A few weeks ago I spent my half-page in ARN discussing my renaissance of interest in Telstra Big Pond Cable. In the days following the publication of that column I received more e-mail from readers than I have received about any other column. After a week or so I basically lost count of them. Unfortunately I was unable to respond to them all, but I read each and every one.
And each and every one told me the same thing: don't do it. Some told me about poor customer service, others concentrated on uncompetitive pricing, others spoke of the unrealistic usage cap of 100MB per month, inadequate for serious use.
Not one single e-mail I received told me that the Big Pond Cable service was worth the price.
Well, being part of the ARN team, I'm a champion of the channel. And I wouldn't be much of a champion if I weren't prepared to take the channel's advice. I called Optus to discuss its cable Internet access.
It's worth stating as a sideline that this wasn't the first contact I'd had with Optus. After the ugly thick cable was hung in my street, a fellow in a suit came to my door one night wanting to discuss the wondrous opportunities it offered. Tragically, I was on my way out, so I asked when he might be in the area again.
He suggested the following evening, when I already had plans. I told him so, and he smarmed something about how I was just lying to get rid of him, and wasn't really interested in saving money.
So I was a little reluctant to phone Optus again. Nonetheless, the channel had spoken and I do essentially trust you good folks not to steer me wrong.
The conversation started off reasonably enough, with brief descriptions of plans and pricing structures. The one thing Telstra had that Optus didn't was an offer of free installation, including the modem. Optus' installation charges were up in the several hundred dollars region, which is steep compared to free. I asked what was included in the installation charge and was told it included the cabling, installation of a wall bracket (can't get away from drilling a hole in the house), a cable modem and an Ethernet card.

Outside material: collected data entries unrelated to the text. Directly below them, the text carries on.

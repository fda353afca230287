//! Chain identifiers and chain-family classification.
//!
//! A chain ID belongs to exactly one family. The family decides which
//! canonical messenger the bridge has to be wired to, so an unknown chain
//! is rejected instead of being mapped to a default family.

use std::{collections::BTreeMap, fmt, str::FromStr};

use alloy_core::primitives::U256;
use serde::{Deserialize, Serialize};

use crate::error::DeployError;

/// Identifier of a single chain.
///
/// Serialized as a decimal string. Accepts decimal or `0x` hex strings and
/// plain JSON/TOML integers when deserializing.
#[derive(Debug, Clone, Copy, PartialEq, Eq, PartialOrd, Ord, Hash, Serialize, Deserialize)]
#[serde(try_from = "ChainIdRepr", into = "String")]
pub struct ChainId(U256);

impl ChainId {
    /// Build a chain ID from a `u64`.
    pub const fn from_u64(id: u64) -> Self {
        Self(U256::from_limbs([id, 0, 0, 0]))
    }

    /// The chain ID as a 256-bit integer, as passed to contracts.
    pub const fn as_u256(&self) -> U256 {
        self.0
    }
}

impl From<u64> for ChainId {
    fn from(id: u64) -> Self {
        Self::from_u64(id)
    }
}

impl From<U256> for ChainId {
    fn from(id: U256) -> Self {
        Self(id)
    }
}

impl fmt::Display for ChainId {
    fn fmt(&self, f: &mut fmt::Formatter<'_>) -> fmt::Result {
        fmt::Display::fmt(&self.0, f)
    }
}

impl FromStr for ChainId {
    type Err = DeployError;

    fn from_str(s: &str) -> Result<Self, Self::Err> {
        U256::from_str(s.trim())
            .map(Self)
            .map_err(|e| DeployError::invalid(format!("invalid chain ID '{s}': {e}")))
    }
}

impl From<ChainId> for String {
    fn from(id: ChainId) -> Self {
        id.to_string()
    }
}

#[derive(Deserialize)]
#[serde(untagged)]
enum ChainIdRepr {
    Number(u64),
    Text(String),
}

impl TryFrom<ChainIdRepr> for ChainId {
    type Error = DeployError;

    fn try_from(repr: ChainIdRepr) -> Result<Self, Self::Error> {
        match repr {
            ChainIdRepr::Number(id) => Ok(Self::from_u64(id)),
            ChainIdRepr::Text(s) => s.parse(),
        }
    }
}

/// Well-known chain IDs.
pub mod ids {
    use super::ChainId;

    pub const MAINNET: ChainId = ChainId::from_u64(1);
    pub const GOERLI: ChainId = ChainId::from_u64(5);
    pub const KOVAN: ChainId = ChainId::from_u64(42);

    pub const ARBITRUM_TESTNET_2: ChainId = ChainId::from_u64(152709604825713);
    pub const ARBITRUM_TESTNET_3: ChainId = ChainId::from_u64(79377087078960);
    pub const ARBITRUM_TESTNET_4: ChainId = ChainId::from_u64(212984383488152);

    pub const OPTIMISM_TESTNET_1: ChainId = ChainId::from_u64(69);
    pub const OPTIMISM_SYNTHETIX_DEMO: ChainId = ChainId::from_u64(420);

    pub const XDAI_SOKOL: ChainId = ChainId::from_u64(77);
    pub const XDAI: ChainId = ChainId::from_u64(100);

    pub const POLYGON_MUMBAI: ChainId = ChainId::from_u64(80001);
    pub const POLYGON: ChainId = ChainId::from_u64(137);
}

/// The messaging family a chain belongs to.
#[derive(
    Debug,
    Clone,
    Copy,
    PartialEq,
    Eq,
    Hash,
    PartialOrd,
    Ord,
    Serialize,
    Deserialize,
    strum::Display,
    strum::EnumString,
)]
#[serde(rename_all = "kebab-case")]
#[strum(serialize_all = "kebab-case")]
pub enum ChainFamily {
    L1,
    Arbitrum,
    Optimism,
    #[serde(rename = "xdai")]
    #[strum(to_string = "xdai")]
    XDai,
    Polygon,
}

impl ChainFamily {
    /// The rollup/sidechain family, or `None` for L1.
    pub const fn l2(self) -> Option<L2Family> {
        match self {
            Self::L1 => None,
            Self::Arbitrum => Some(L2Family::Arbitrum),
            Self::Optimism => Some(L2Family::Optimism),
            Self::XDai => Some(L2Family::XDai),
            Self::Polygon => Some(L2Family::Polygon),
        }
    }
}

/// The four L2 messaging families.
///
/// Parameter resolution only accepts this type, so an L1 classification can
/// never reach a family-specific resolver.
#[derive(
    Debug,
    Clone,
    Copy,
    PartialEq,
    Eq,
    Hash,
    PartialOrd,
    Ord,
    Serialize,
    Deserialize,
    strum::Display,
    strum::EnumString,
)]
#[serde(rename_all = "kebab-case")]
#[strum(serialize_all = "kebab-case")]
pub enum L2Family {
    Arbitrum,
    Optimism,
    #[serde(rename = "xdai")]
    #[strum(to_string = "xdai")]
    XDai,
    Polygon,
}

impl From<L2Family> for ChainFamily {
    fn from(family: L2Family) -> Self {
        match family {
            L2Family::Arbitrum => Self::Arbitrum,
            L2Family::Optimism => Self::Optimism,
            L2Family::XDai => Self::XDai,
            L2Family::Polygon => Self::Polygon,
        }
    }
}

/// L1 networks that carry canonical infrastructure.
#[derive(
    Debug,
    Clone,
    Copy,
    PartialEq,
    Eq,
    Hash,
    PartialOrd,
    Ord,
    Serialize,
    Deserialize,
    strum::Display,
    strum::EnumString,
    strum::EnumIter,
)]
#[serde(rename_all = "kebab-case")]
#[strum(serialize_all = "kebab-case", ascii_case_insensitive)]
pub enum L1Network {
    Mainnet,
    Goerli,
    Kovan,
}

impl L1Network {
    /// The chain ID of this network.
    pub const fn chain_id(self) -> ChainId {
        match self {
            Self::Mainnet => ids::MAINNET,
            Self::Goerli => ids::GOERLI,
            Self::Kovan => ids::KOVAN,
        }
    }

    /// Look up the network for an L1 chain ID.
    pub fn from_chain_id(chain_id: ChainId) -> Option<Self> {
        <Self as strum::IntoEnumIterator>::iter().find(|n| n.chain_id() == chain_id)
    }

    /// Like [`L1Network::from_chain_id`], failing closed.
    pub fn try_from_chain_id(chain_id: ChainId) -> Result<Self, DeployError> {
        Self::from_chain_id(chain_id).ok_or_else(|| DeployError::UnsupportedNetwork {
            network: chain_id.to_string(),
            family: None,
        })
    }

    pub const fn is_mainnet(self) -> bool {
        matches!(self, Self::Mainnet)
    }
}

/// The raw chain sets, one per family, as read from configuration.
///
/// A family left out of the configuration keeps its built-in set.
#[derive(Debug, Clone, PartialEq, Eq, Serialize, Deserialize)]
#[serde(default)]
pub struct ChainSets {
    pub l1: Vec<ChainId>,
    pub arbitrum: Vec<ChainId>,
    pub optimism: Vec<ChainId>,
    pub xdai: Vec<ChainId>,
    pub polygon: Vec<ChainId>,
}

impl Default for ChainSets {
    fn default() -> Self {
        use ids::*;
        Self {
            l1: vec![MAINNET, GOERLI, KOVAN],
            arbitrum: vec![ARBITRUM_TESTNET_2, ARBITRUM_TESTNET_3, ARBITRUM_TESTNET_4],
            optimism: vec![OPTIMISM_TESTNET_1, OPTIMISM_SYNTHETIX_DEMO],
            xdai: vec![XDAI_SOKOL, XDAI],
            polygon: vec![POLYGON_MUMBAI, POLYGON],
        }
    }
}

impl ChainSets {
    fn by_family(&self) -> [(ChainFamily, &[ChainId]); 5] {
        [
            (ChainFamily::L1, self.l1.as_slice()),
            (ChainFamily::Arbitrum, self.arbitrum.as_slice()),
            (ChainFamily::Optimism, self.optimism.as_slice()),
            (ChainFamily::XDai, self.xdai.as_slice()),
            (ChainFamily::Polygon, self.polygon.as_slice()),
        ]
    }
}

/// Validated chain classifier.
///
/// Built once from [`ChainSets`]; the disjointness of the sets is checked at
/// construction and never again.
#[derive(Debug, Clone, PartialEq, Eq, Serialize, Deserialize)]
#[serde(try_from = "ChainSets", into = "ChainSets")]
pub struct ChainRegistry {
    sets: ChainSets,
    index: BTreeMap<ChainId, ChainFamily>,
}

impl ChainRegistry {
    /// Validate the chain sets and build the lookup index.
    pub fn new(sets: ChainSets) -> Result<Self, DeployError> {
        let mut index = BTreeMap::new();
        for (family, chains) in sets.by_family() {
            for &chain in chains {
                match index.insert(chain, family) {
                    Some(first) if first != family => {
                        return Err(DeployError::OverlappingChainSets {
                            chain,
                            first,
                            second: family,
                        });
                    }
                    _ => {}
                }
            }
        }
        Ok(Self { sets, index })
    }

    /// Classify a chain ID. Unknown chains fail with [`DeployError::UnknownChain`].
    pub fn classify(&self, chain_id: ChainId) -> Result<ChainFamily, DeployError> {
        self.index
            .get(&chain_id)
            .copied()
            .ok_or(DeployError::UnknownChain(chain_id))
    }

    /// True iff the chain is in the L1 set.
    pub fn is_l1(&self, chain_id: ChainId) -> bool {
        self.index.get(&chain_id) == Some(&ChainFamily::L1)
    }

    /// Classify a chain that must be an L2.
    pub fn l2_family(&self, chain_id: ChainId) -> Result<L2Family, DeployError> {
        self.classify(chain_id)?.l2().ok_or_else(|| {
            DeployError::invalid(format!("chain {chain_id} is an L1, expected an L2 chain"))
        })
    }

    /// Every supported chain ID, L1 first, in set order.
    pub fn all_chain_ids(&self) -> Vec<ChainId> {
        let mut seen = std::collections::BTreeSet::new();
        self.sets
            .by_family()
            .into_iter()
            .flat_map(|(_, chains)| chains.iter().copied())
            .filter(|chain| seen.insert(*chain))
            .collect()
    }

    pub fn sets(&self) -> &ChainSets {
        &self.sets
    }
}

impl Default for ChainRegistry {
    fn default() -> Self {
        let sets = ChainSets::default();
        let index = sets
            .by_family()
            .into_iter()
            .flat_map(|(family, chains)| chains.iter().map(move |&c| (c, family)))
            .collect();
        Self { sets, index }
    }
}

impl TryFrom<ChainSets> for ChainRegistry {
    type Error = DeployError;

    fn try_from(sets: ChainSets) -> Result<Self, Self::Error> {
        Self::new(sets)
    }
}

impl From<ChainRegistry> for ChainSets {
    fn from(registry: ChainRegistry) -> Self {
        registry.sets
    }
}

#[cfg(test)]
mod tests {
    use super::*;

    #[test]
    fn test_classify_reference_sets() {
        let registry = ChainRegistry::default();
        let expected = [
            (ids::MAINNET, ChainFamily::L1),
            (ids::GOERLI, ChainFamily::L1),
            (ids::KOVAN, ChainFamily::L1),
            (ids::ARBITRUM_TESTNET_2, ChainFamily::Arbitrum),
            (ids::ARBITRUM_TESTNET_3, ChainFamily::Arbitrum),
            (ids::ARBITRUM_TESTNET_4, ChainFamily::Arbitrum),
            (ids::OPTIMISM_TESTNET_1, ChainFamily::Optimism),
            (ids::OPTIMISM_SYNTHETIX_DEMO, ChainFamily::Optimism),
            (ids::XDAI_SOKOL, ChainFamily::XDai),
            (ids::XDAI, ChainFamily::XDai),
            (ids::POLYGON_MUMBAI, ChainFamily::Polygon),
            (ids::POLYGON, ChainFamily::Polygon),
        ];
        for (chain, family) in expected {
            assert_eq!(registry.classify(chain).unwrap(), family, "chain {chain}");
        }
    }

    #[test]
    fn test_classify_unknown_chain_fails() {
        let registry = ChainRegistry::default();
        for chain in [0u64, 10, 31337, 11155111] {
            let err = registry.classify(ChainId::from(chain)).unwrap_err();
            assert!(matches!(err, DeployError::UnknownChain(c) if c == ChainId::from(chain)));
        }
    }

    #[test]
    fn test_is_l1() {
        let registry = ChainRegistry::default();
        assert!(registry.is_l1(ids::KOVAN));
        assert!(!registry.is_l1(ids::XDAI));
        assert!(!registry.is_l1(ChainId::from_u64(31337)));
    }

    #[test]
    fn test_l2_family_rejects_l1() {
        let registry = ChainRegistry::default();
        assert_eq!(registry.l2_family(ids::XDAI_SOKOL).unwrap(), L2Family::XDai);
        assert!(matches!(
            registry.l2_family(ids::MAINNET),
            Err(DeployError::InvalidArgument(_))
        ));
    }

    #[test]
    fn test_overlapping_sets_rejected() {
        let mut sets = ChainSets::default();
        sets.polygon.push(ids::XDAI);

        let err = ChainRegistry::new(sets).unwrap_err();
        assert!(matches!(
            err,
            DeployError::OverlappingChainSets {
                first: ChainFamily::XDai,
                second: ChainFamily::Polygon,
                ..
            }
        ));
    }

    #[test]
    fn test_overlap_rejected_on_deserialize() {
        let toml = r#"
            l1 = [1, 42]
            arbitrum = []
            optimism = ["42"]
            xdai = []
            polygon = []
        "#;
        assert!(toml::from_str::<ChainRegistry>(toml).is_err());
    }

    #[test]
    fn test_chain_id_parsing() {
        assert_eq!("42".parse::<ChainId>().unwrap(), ids::KOVAN);
        assert_eq!("0x2a".parse::<ChainId>().unwrap(), ids::KOVAN);
        assert!("kovan".parse::<ChainId>().is_err());

        let json: Vec<ChainId> = serde_json::from_str(r#"[42, "212984383488152"]"#).unwrap();
        assert_eq!(json, vec![ids::KOVAN, ids::ARBITRUM_TESTNET_4]);
        assert_eq!(
            serde_json::to_string(&ids::ARBITRUM_TESTNET_4).unwrap(),
            r#""212984383488152""#
        );
    }

    #[test]
    fn test_l1_network_lookup() {
        assert_eq!(L1Network::from_chain_id(ids::KOVAN), Some(L1Network::Kovan));
        assert_eq!(L1Network::from_chain_id(ids::POLYGON), None);
        assert!(matches!(
            L1Network::try_from_chain_id(ChainId::from_u64(31337)),
            Err(DeployError::UnsupportedNetwork { family: None, .. })
        ));
        assert_eq!("Kovan".parse::<L1Network>().unwrap(), L1Network::Kovan);
    }

    #[test]
    fn test_all_chain_ids_deduplicated() {
        let registry = ChainRegistry::default();
        let all = registry.all_chain_ids();
        assert_eq!(all.len(), 12);
        assert_eq!(all[0], ids::MAINNET);
    }
}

That's when the fun started. "I have a Mac with built-in Ethernet," I said, feigning naivete, "so I don't need the Ethernet card. Can I knock a bit of money off the cost of installation?"
"No," said the Optopus, "if you don't want the Ethernet card we'll have to connect using USB."
Now, I'm as dyed-in-the-wool as any Mac person out there, and I make no secret of the fact. But I haven't yet followed the Cult of Steve into multi-coloured candy Macs. My machine is as beige as porridge and proud of it - therefore it lacks USB. I explained this.
"It's not that I don't want the Ethernet card, it's that I don't need it. Can you just plug the modem into the Ethernet port on my machine and not charge me for the card I don't need?"
"No, we have to use the USB port on a Mac because we can't open up a Mac like we can with a PC." Now it's getting silly.
"You don't have to open up my Mac! Just plug the modem into the Ethernet port. Forget USB!"
"With a normal PC we'd open it up, install an Ethernet card and plug the modem into the Ethernet card. We can't put an Ethernet card into your Mac because it already has Ethernet, so we'd have to connect using USB." I swear this conversation took place.
So I'm sitting there with my hopelessly over-specified abnormal Mac, unable to communicate to the person on the other end of the phone what I thought was a simple notion. I considered offering to let their technician open my Mac then close it again, pretending with a knowing wink that they'd installed an Ethernet card. I thought better of doing so, lest it break the sales rep's brain.
So I'm not connected to Optus, and I'm not connected to Telstra. Someday a gigantic thick pipe will bring high-speed Internet into my home, but obviously it won't be any time soon.